# Mock Armadillo (Danish meatloaf)



## taxlady (Dec 16, 2010)

It's actually called "forloren hare", which means mock hare, but the bacon makes it more of an armadillo 


500 grams	ground pork
1.5 tsp	salt, but use less if using "rullepølse" stock
0.5 tsp	pepper
1 tsp		marjoram
1		egg
3 cloves	garlic, minced or pressed through a garlic press
2 dl.*		pork stock
1 dl.*		flour
enough	bacon strips to cover the loaf


Stir the meat, salt, pepper, and marjoram until it looks like it will hold together.
Add the egg and the minced garlic and stir. Then add the liquid, a little at a time.
Last, add the flour and stir. Add more liquid if the dough is too firm.
Heat oven to 200 degrees C (392 F).
Put the dough in the fridge for at least 10 minutes.
Put the dough in the middle of a roasting pan in the shape of a loaf.
Cover loaf with strips of bacon.
Put the loaf in the oven for 45 minutes. You can check with a skewer that the loaf is firm and the juices run clear. Or check that it's at 165 deg F (~75 C) with a meat thermometer.

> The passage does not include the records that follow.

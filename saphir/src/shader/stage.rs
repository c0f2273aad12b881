use crate::declaration::{DeclarationKind, DeclarationKinds};
use std::fmt;

/// Pipeline stage of a shader
///
/// Graphics stages are ordered from vertex to fragment; compute stands
/// apart and never takes part in stage wiring.
#[derive(Debug, Clone, Copy, PartialEq, Eq, PartialOrd, Ord, Hash)]
pub enum ShaderStage {
    Vertex,
    TesselationControl,
    TesselationEvaluation,
    Geometry,
    Fragment,
    Compute,
}

impl ShaderStage {
    pub const ALL: [ShaderStage; 6] = [
        ShaderStage::Vertex,
        ShaderStage::TesselationControl,
        ShaderStage::TesselationEvaluation,
        ShaderStage::Geometry,
        ShaderStage::Fragment,
        ShaderStage::Compute,
    ];

    /// Declaration kinds a shader of this stage accepts
    ///
    /// Mirrors the `Accepts` implementations, which enforce the same rules
    /// at compile time.
    pub const fn accepted_declarations(self) -> DeclarationKinds {
        match self {
            ShaderStage::Vertex => DeclarationKinds::COMMON
                .union(DeclarationKinds::INPUT_ATTRIBUTE)
                .union(DeclarationKinds::STAGE_OUTPUT)
                .union(DeclarationKinds::OUTPUT_BLOCK),
            ShaderStage::TesselationControl
            | ShaderStage::TesselationEvaluation
            | ShaderStage::Geometry => {
                DeclarationKinds::COMMON.union(DeclarationKinds::PRIMITIVE_STAGE)
            }
            ShaderStage::Fragment => DeclarationKinds::COMMON
                .union(DeclarationKinds::STAGE_INPUT)
                .union(DeclarationKinds::INPUT_BLOCK)
                .union(DeclarationKinds::OUTPUT_FRAGMENT),
            ShaderStage::Compute => DeclarationKinds::COMMON,
        }
    }

    pub fn accepts(self, kind: DeclarationKind) -> bool {
        self.accepted_declarations().contains(kind.flag())
    }

    /// Whether outputs of this stage can be consumed by `downstream`
    pub fn can_feed(self, downstream: ShaderStage) -> bool {
        matches!(
            (self, downstream),
            (ShaderStage::Vertex, ShaderStage::TesselationControl)
                | (ShaderStage::Vertex, ShaderStage::Geometry)
                | (ShaderStage::Vertex, ShaderStage::Fragment)
                | (ShaderStage::TesselationControl, ShaderStage::TesselationEvaluation)
                | (ShaderStage::TesselationEvaluation, ShaderStage::Geometry)
                | (ShaderStage::TesselationEvaluation, ShaderStage::Fragment)
                | (ShaderStage::Geometry, ShaderStage::Fragment)
        )
    }

    /// Stages whose inputs may be declared as `name[]`
    pub fn accepts_unsized_inputs(self) -> bool {
        matches!(
            self,
            ShaderStage::TesselationControl
                | ShaderStage::TesselationEvaluation
                | ShaderStage::Geometry
        )
    }

    pub fn is_graphics(self) -> bool {
        self != ShaderStage::Compute
    }

    pub fn label(self) -> &'static str {
        match self {
            ShaderStage::Vertex => "Vertex shader",
            ShaderStage::TesselationControl => "Tesselation control shader",
            ShaderStage::TesselationEvaluation => "Tesselation evaluation shader",
            ShaderStage::Geometry => "Geometry shader",
            ShaderStage::Fragment => "Fragment shader",
            ShaderStage::Compute => "Compute shader",
        }
    }
}

impl fmt::Display for ShaderStage {
    fn fmt(&self, f: &mut fmt::Formatter<'_>) -> fmt::Result {
        f.write_str(self.label())
    }
}

#[cfg(test)]
#[path = "stage_tests.rs"]
mod tests;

* dl = decilitre (0.1 litre)

We like to cook potato wedges with the meatloaf.


----------



## Bolas De Fraile (Dec 16, 2010)

Tax that is very definitely our kind off food, I don't know if my memory has been distorted by time but 50 yrs ago on boxing day we went to our danish neighbours and I fell in love with two things, the first was the Au Pair Brit, the second was a stew that was served with rice, the meat was pork and the sauce seemed to have cheese in it.
Any ideas?


----------



## taxlady (Dec 16, 2010)

Bolas De Fraile said:


> Tax that is very definitely our kind off food, I don't know if my memory has been distorted by time but 50 yrs ago on boxing day we went to our danish neighbours and I fell in love with two things, the first was the Au Pair Brit, the second was a stew that was served with rice, the meat was pork and the sauce seemed to have cheese in it.
> Any ideas?



That doesn't ring a bell. Danes cook with pork a lot.


----------



## Frenchys (Dec 16, 2010)

That is real winter food


----------



## Barbara L (Dec 16, 2010)

Thank you for posting this!  I have copied and pasted it to my recipe files.

Barbara


----------



## Uncle Bob (Dec 16, 2010)

Looks good T-Lady...I really prefer my Armadillo on the Half Shell however..


----------



## tinlizzie (Dec 16, 2010)

Oh Boy.  First that pork roast wrapped in woven bacon strips, and now your armadillo with bacon strips.  How delicious that looks!

Down here in my neck of the woods, they have armadillo races at the Swamp Cabbage Festival in February.  Super silly watching the little guys scuttle around, sometimes even heading for the finish line.

Uncle Bob - don't eat that stuff you find on the road!


----------



## Uncle Bob (Dec 16, 2010)

No No....Not road kill....I prefer my Armadillo on the Half Shell to be fresh...With just a touch of horseradish....


----------



## Barbara L (Dec 16, 2010)

Uncle Bob said:


> No No....Not road kill....I prefer my Armadillo on the Half Shell to be fresh...With just a touch of horseradish....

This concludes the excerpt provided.